Abi Karunendiran

BMC Molecular & Cell Biology publishes Abi Karunendiran's paper on Drosophila larval muscle

Friday, July 16, 2021 - 3:04pm

Abiramy Karunendiran (PhD Student, Bryan Stewart Lab) had her paper Disruption of Drosophila larval muscle structure and function by UNC45 knockdown published by BMC Molecular and Cell Biology.Abi Karunendiran paper figure

https://doi.org/10.1186/s12860-021-00373-7

Proper muscle function is heavily dependent on highly ordered protein complexes. UNC45 is a USC (named since this region is shared by three proteins UNC45/CRO1/She4P) chaperone that is necessary for myosin incorporation into the thick filaments. UNC45 is expressed throughout the entire Drosophila life cycle and it has been shown to be important during late embryogenesis when initial muscle development occurs. However, the effects of UNC45 manipulation at later developmental times, after muscle development, have not yet been studied. In this study, UNC45 was knocked down with RNAi in a manner that permitted survival to the pupal stage, allowing for characterization of sarcomere organization in the well-studied third instar larvae. Second harmonic generation (SHG), confocal and electron microscopy were utilized the study changes in the striated pattern of body wall muscles.
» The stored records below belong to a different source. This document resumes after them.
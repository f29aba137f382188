//! Recognises task annotations in single-line comments.

/// Splits a line comment into its task tag and text.
///
/// `comment` is the text after `//`. One leading punctuation character is
/// skipped so that `// @todo: text` and `//! HACK text` are recognised. The
/// tag is matched against `tags` ignoring case and returned as written.
pub(crate) fn extract<'c, S: AsRef<str>>(comment: &'c str, tags: &[S]) -> Option<(&'c str, &'c str)> {
    let comment = strip_marker(comment.trim());
    let end = comment
        .find(|c: char| c.is_whitespace() || c.is_ascii_punctuation())
        .unwrap_or(comment.len());
    let tag = &comment[..end];
    if tag.is_empty() || !tags.iter().any(|t| t.as_ref().eq_ignore_ascii_case(tag)) {
        return None;
    }

    let text = strip_marker(comment[end..].trim());
    Some((tag, text))
}

fn strip_marker(text: &str) -> &str {
    match text.chars().next() {
        Some(c) if c.is_ascii_punctuation() => text[c.len_utf8()..].trim_start(),
        _ => text,
    }
}

#[cfg(test)]
mod tests {
    use super::*;

    const TAGS: [&str; 4] = ["task", "todo", "hack", "undone"];

    #[test]
    fn test_plain_tag() {
        assert_eq!(
            extract(" TODO: spawn the boss", &TAGS),
            Some(("TODO", "spawn the boss"))
        );
    }

    #[test]
    fn test_marker_before_tag() {
        assert_eq!(extract(" @hack - remove later", &TAGS), Some(("hack", "remove later")));
        assert_eq!(extract("/ Undone", &TAGS), Some(("Undone", "")));
    }

    #[test]
    fn test_unknown_or_partial_word() {
        assert_eq!(extract(" todos are fine", &TAGS), None);
        assert_eq!(extract(" note: nothing", &TAGS), None);
        assert_eq!(extract("", &TAGS), None);
    }
}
We show diminished UNC45 signal and disorganization of myosin and z-disk proteins, leading to disorganization of the striated pattern. Concomitant alterations in both synaptic physiology and locomotor function were also found. Both nerve-stimulated response and spontaneous vesicle release were negatively affected, while larval movement was impaired. This study highlights the dependency of normal sarcomere structure on UNC45 expression. We confirm the known role of UNC45 for myosin localization and further show the I-Z-I complex is also disrupted. This suggests a broad need for UNC45 to maintain sarcomere integrity. Newly discovered changes in synaptic physiology reveal the likely presence of a homeostatic response to partially maintain synaptic strength and muscle function.